Fluent-ish interfaces

This evening I was reading a post on Jason Gorman's blog about fluent assertions in unit tests and it made me smile.  Jason was updating some slides for a workshop and decided to illustrate fluent assertions by putting the "classical" assertion right next to the fluent version.  After doing that, he started to doubt the text on the slide that claimed the fluent version is easier to read than the classical one.

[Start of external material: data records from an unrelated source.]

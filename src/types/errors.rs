//! Runtime error types.
//!
//! All errors use `thiserror` for automatic Error trait derivation and provide
//! clear error messages with context. Module lifecycle failures are carried
//! through unchanged as the error source, never rewrapped into another kind.

use thiserror::Error;

/// Runtime result type.
pub type Result<T> = std::result::Result<T, Error>;

/// Boxed error produced by a module's own lifecycle code.
pub type ModuleError = Box<dyn std::error::Error + Send + Sync + 'static>;

/// Main error enum for the modulith runtime.
#[derive(Error, Debug)]
pub enum Error {
    /// Malformed event rejected at the publish boundary (empty id or topic).
    #[error("validation error: {0}")]
    Validation(String),

    /// A module with the same id is already registered.
    #[error("duplicate module id: {0}")]
    DuplicateModule(String),

    /// No catalog entry for the requested module id.
    #[error("module not found: {0}")]
    ModuleNotFound(String),

    /// A catalog entry produced something that does not honor the module contract.
    #[error("invalid module type: {0}")]
    InvalidModuleType(String),

    /// The event bus is closed; publish, subscribe, and close all fail.
    #[error("event bus is closed")]
    BusClosed,

    /// A module's initialize/start/stop failed; the source is the module's
    /// own error, propagated verbatim.
    #[error("module {id} failed during {phase}")]
    Module {
        id: String,
        phase: &'static str,
        #[source]
        source: ModuleError,
    },

    /// I/O errors.
    #[error("io error: {0}")]
    Io(#[from] std::io::Error),
}

// Convenience constructors
impl Error {
    pub fn validation(msg: impl Into<String>) -> Self {
        Self::Validation(msg.into())
    }

    pub fn duplicate_module(id: impl Into<String>) -> Self {
        Self::DuplicateModule(id.into())
    }

    pub fn module_not_found(id: impl Into<String>) -> Self {
        Self::ModuleNotFound(id.into())
    }

    pub fn invalid_module_type(msg: impl Into<String>) -> Self {
        Self::InvalidModuleType(msg.into())
    }

    pub fn module(id: impl Into<String>, phase: &'static str, source: ModuleError) -> Self {
        Self::Module {
            id: id.into(),
            phase,
            source,
        }
    }
}

#[cfg(test)]
mod tests {
    use super::*;

    #[test]
    fn module_error_preserves_source() {
        let inner = std::io::Error::other("boom");
        let err = Error::module("billing", "initialize", Box::new(inner));

        assert_eq!(err.to_string(), "module billing failed during initialize");

        let source = std::error::Error::source(&err).expect("source present");
        assert_eq!(source.to_string(), "boom");
    }

    #[test]
    fn bus_closed_message() {
        assert_eq!(Error::BusClosed.to_string(), "event bus is closed");
    }
}
//! Configuration structures.
//!
//! Plain serde structs with per-section defaults; the host process decides
//! where the values come from (file, env, hardcoded).

use serde::{Deserialize, Serialize};

/// Global runtime configuration.
#[derive(Debug, Clone, Serialize, Deserialize, Default)]
pub struct Config {
    /// Application identity.
    #[serde(default)]
    pub runtime: RuntimeConfig,

    /// Event bus tuning.
    #[serde(default)]
    pub bus: BusConfig,

    /// Observability configuration.
    #[serde(default)]
    pub observability: ObservabilityConfig,

    /// Modules to load from the catalog at startup.
    #[serde(default)]
    pub modules: Vec<ModuleConfig>,
}

/// Application identity configuration.
#[derive(Debug, Clone, Serialize, Deserialize)]
pub struct RuntimeConfig {
    /// Application name.
    pub name: String,

    /// Application version.
    pub version: String,

    /// Deployment environment (development, production, ...).
    pub env: String,
}

impl Default for RuntimeConfig {
    fn default() -> Self {
        Self {
            name: "modulith".to_string(),
            version: "0.0.0".to_string(),
            env: "development".to_string(),
        }
    }
}

/// Event bus configuration.
#[derive(Debug, Clone, Serialize, Deserialize)]
pub struct BusConfig {
    /// Bounded inbound queue capacity per subscriber.
    pub subscriber_queue_capacity: usize,
}

impl Default for BusConfig {
    fn default() -> Self {
        Self {
            subscriber_queue_capacity: 10,
        }
    }
}

/// Observability configuration.
#[derive(Debug, Clone, Serialize, Deserialize)]
pub struct ObservabilityConfig {
    /// Tracing log level (trace, debug, info, warn, error).
    pub log_level: String,

    /// Enable JSON log formatting.
    pub json_logs: bool,
}

impl Default for ObservabilityConfig {
    fn default() -> Self {
        Self {
            log_level: "info".to_string(),
            json_logs: false,
        }
    }
}

/// One catalog-loadable module selection entry.
///
/// Carries no lifecycle behavior itself; it only tells the loader which
/// catalog ids to materialize.
#[derive(Debug, Clone, Serialize, Deserialize)]
pub struct ModuleConfig {
    /// Catalog id of the module.
    #[serde(default)]
    pub id: String,

    /// Human-readable name, used only for log context.
    #[serde(default)]
    pub name: String,

    /// Disabled entries are skipped without error.
    #[serde(default)]
    pub enable: bool,
}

That made me feel good, because I've often wondered the same thing.  I've heard the the assertion that fluent assertions are easier to read many times - for instance, they said that in a Certified Scrum Developer class I took last year.  Apparently that's just "the direction the industry is going."  I've followed Jason's blog for a while and he seems like a pretty smart guy, so seeing him doubt the received wisdom gives me a little validation that it's not just me.  

Fluent assertions are...sort of fine, I guess.  I mean, they work.  They're not terrible.  I never really thought they were any easier to read than the old-fashioned assertions, though.  

From what I can tell, the claim is generally that fluent interfaces are easier to read because they naturally read more like a sentence.  And that's definitely true - they undeniably read more like a sentence.  Just look at some of Jason's examples (classical above, fluent below):

Assert.AreEqual(50, 50);
Assert.That(50, Is.EqualTo(50));

Assert.IsTrue(true);
Assert.That(true);

Assert.AreSame(payer, payee);
Assert.That(payer, Is.Not.SameAs(payee));

Assert.Contains(1, new ArrayList() {1, 2, 3});
Assert.That(new ArrayList() {1, 2, 3}, Contains.Item(1));

It's undeniable that "assert that 50 is equal to 50" is much closer to a real sentence than "assert are equal of 50 and 50" (or however you would read the classical version).  However, it would behoove us to remember that we're reading code here, not English prose.  We can't just assume that making your code read like an English sentence makes it more readable.  They're different things.

My theory is that we tend to think differently when we're looking at code than we do when we're reading text.  The fluent version might look closer to a sentence, but that's really just on the surface.  It's only more natural if you mentally strip out all the punctuation.  But that's not how we read code, because in code you can't just strip out the punctuation.  The punctuation is important.  Likewise, the order of things is important, and not necessarily the same as in English.

When I look at the fluent assertion, I don't just see "assert that 50 is equal to 50", I see all the pieces.  I mentally separate the "assert" from the "that", because "that" is a method, which usually means it contains the more immediately applicable information.  Likewise with "is equal to".  And, of course, I recognize Is.EqualTo(50) as a method call, which means that I have to mentally substitute the result of that into the second parameter.  But wait a minute - equal to what?  There's only one parameter to EqualTo, which doesn't make any sense.  Oh, wait, that's NUnit magic.  So we pass 50 and the result of EqualTo to That...what the heck does "that" mean anyway?  Wait - magic again.  We have to read that backwards.  So the actual assertion comes at the end and the "that" just ties things together.  OK, I've got it now.  So...what were we testing again?

OK, maybe that's a little silly, but you get the idea.  The point is that code is written in a certain way, and it's not the way English is written.  When you're reading code, you get into a certain mindset and you can't easily just switch to a different one because the next line just happens to call a fluent interface.  The old-fashioned Assert.AreEqual(50, 50) might not be sexy or natural looking, but it's short, simple, and perfectly clear to any developer worth his salt.  Why switch to an interface that's wordier and less aligned with how the rest of our code is written?  If it ain't broke, don't fix it.